== Work instructions ==
Report all lines of the data below that hold the word "when".

⁂

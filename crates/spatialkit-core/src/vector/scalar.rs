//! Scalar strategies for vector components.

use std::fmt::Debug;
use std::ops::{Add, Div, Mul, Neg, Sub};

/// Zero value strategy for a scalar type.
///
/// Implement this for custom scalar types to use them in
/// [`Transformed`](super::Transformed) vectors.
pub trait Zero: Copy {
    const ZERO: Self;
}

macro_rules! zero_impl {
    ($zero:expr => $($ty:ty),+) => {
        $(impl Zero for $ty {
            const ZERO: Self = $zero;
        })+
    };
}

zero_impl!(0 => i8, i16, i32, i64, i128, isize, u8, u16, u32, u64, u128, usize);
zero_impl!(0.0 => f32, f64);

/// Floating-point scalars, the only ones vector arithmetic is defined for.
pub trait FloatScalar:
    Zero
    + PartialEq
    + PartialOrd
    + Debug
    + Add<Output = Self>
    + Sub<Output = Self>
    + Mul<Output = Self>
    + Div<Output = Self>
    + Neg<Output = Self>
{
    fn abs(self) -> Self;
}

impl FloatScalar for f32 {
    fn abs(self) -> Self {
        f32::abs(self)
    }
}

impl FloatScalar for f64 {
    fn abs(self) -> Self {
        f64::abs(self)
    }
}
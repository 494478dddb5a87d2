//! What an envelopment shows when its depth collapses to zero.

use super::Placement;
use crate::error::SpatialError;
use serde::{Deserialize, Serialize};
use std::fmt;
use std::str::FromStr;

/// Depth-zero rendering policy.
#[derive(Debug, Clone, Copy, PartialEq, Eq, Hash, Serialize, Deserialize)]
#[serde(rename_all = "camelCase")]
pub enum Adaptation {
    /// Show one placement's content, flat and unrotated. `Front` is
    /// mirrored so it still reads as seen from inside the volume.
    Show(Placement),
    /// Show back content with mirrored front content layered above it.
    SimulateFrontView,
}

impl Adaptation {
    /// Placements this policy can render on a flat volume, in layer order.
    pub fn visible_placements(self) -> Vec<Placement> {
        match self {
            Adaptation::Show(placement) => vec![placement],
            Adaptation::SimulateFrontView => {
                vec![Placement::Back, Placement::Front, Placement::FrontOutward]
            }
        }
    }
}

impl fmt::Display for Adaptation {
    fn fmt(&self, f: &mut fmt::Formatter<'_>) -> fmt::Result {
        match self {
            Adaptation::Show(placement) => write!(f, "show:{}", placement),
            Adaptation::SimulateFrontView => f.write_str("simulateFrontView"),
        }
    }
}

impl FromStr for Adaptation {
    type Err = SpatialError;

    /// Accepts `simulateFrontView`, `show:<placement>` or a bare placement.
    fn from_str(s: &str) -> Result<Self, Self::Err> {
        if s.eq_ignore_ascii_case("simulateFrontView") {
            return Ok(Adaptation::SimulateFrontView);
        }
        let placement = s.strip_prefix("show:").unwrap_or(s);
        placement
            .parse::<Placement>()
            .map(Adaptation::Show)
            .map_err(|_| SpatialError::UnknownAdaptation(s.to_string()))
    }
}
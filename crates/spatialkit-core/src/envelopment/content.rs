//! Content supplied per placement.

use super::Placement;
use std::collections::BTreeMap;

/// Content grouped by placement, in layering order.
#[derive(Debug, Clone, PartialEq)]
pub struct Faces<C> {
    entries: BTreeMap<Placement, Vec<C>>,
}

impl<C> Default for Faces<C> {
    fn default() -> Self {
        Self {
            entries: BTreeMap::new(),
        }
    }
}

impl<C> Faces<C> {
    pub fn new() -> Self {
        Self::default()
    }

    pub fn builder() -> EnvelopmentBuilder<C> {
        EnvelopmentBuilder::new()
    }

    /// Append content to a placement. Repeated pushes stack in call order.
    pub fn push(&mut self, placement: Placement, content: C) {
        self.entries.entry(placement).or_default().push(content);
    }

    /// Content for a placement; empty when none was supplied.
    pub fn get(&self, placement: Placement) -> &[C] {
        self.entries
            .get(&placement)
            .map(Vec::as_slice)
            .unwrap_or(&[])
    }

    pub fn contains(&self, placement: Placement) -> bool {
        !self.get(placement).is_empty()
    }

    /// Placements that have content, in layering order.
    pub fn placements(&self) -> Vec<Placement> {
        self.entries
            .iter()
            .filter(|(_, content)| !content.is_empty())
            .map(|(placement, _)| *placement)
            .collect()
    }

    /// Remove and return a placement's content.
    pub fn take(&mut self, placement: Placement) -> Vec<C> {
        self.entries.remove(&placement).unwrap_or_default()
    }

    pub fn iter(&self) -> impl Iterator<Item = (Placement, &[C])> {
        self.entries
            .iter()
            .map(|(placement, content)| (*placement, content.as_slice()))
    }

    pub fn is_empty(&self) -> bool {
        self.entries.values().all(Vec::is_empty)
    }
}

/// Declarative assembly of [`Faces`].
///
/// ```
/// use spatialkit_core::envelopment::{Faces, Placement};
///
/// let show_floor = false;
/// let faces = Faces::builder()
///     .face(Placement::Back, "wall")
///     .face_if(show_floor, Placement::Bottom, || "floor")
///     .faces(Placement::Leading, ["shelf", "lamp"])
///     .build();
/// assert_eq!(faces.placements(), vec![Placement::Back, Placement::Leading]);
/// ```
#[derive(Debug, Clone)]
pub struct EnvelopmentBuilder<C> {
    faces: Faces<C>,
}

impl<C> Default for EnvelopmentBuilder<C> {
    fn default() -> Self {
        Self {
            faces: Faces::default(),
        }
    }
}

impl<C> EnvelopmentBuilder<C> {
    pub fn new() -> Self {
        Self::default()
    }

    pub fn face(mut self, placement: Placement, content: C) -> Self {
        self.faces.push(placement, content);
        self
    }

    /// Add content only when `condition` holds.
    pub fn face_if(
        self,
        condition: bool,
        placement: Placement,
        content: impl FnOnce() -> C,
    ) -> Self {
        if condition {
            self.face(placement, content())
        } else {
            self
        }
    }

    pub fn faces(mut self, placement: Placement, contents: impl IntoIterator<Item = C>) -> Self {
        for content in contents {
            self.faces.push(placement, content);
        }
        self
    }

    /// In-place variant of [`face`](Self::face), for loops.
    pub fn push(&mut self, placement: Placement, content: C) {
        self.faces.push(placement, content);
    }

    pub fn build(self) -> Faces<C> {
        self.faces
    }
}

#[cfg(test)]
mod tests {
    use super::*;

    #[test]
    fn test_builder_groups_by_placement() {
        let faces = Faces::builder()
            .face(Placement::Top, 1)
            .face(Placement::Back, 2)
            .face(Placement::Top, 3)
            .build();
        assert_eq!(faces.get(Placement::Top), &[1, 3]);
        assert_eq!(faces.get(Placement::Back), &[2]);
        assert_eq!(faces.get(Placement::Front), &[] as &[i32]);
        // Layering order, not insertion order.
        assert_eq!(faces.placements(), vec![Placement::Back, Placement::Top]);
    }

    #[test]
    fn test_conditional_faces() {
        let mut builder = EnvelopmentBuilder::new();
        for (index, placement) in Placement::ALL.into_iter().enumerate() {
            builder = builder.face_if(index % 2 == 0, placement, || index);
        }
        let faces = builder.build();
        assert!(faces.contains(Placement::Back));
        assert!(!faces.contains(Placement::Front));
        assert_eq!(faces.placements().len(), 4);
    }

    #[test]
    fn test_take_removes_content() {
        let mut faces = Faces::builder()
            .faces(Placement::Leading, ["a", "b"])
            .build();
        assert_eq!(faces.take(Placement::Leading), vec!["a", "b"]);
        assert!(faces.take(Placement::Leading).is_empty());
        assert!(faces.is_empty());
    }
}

⁂

== Completed task ==
//! What an envelopment shows when its depth collapses to zero.
    /// Content for a placement; empty when none was supplied.
    /// Add content only when `condition` holds.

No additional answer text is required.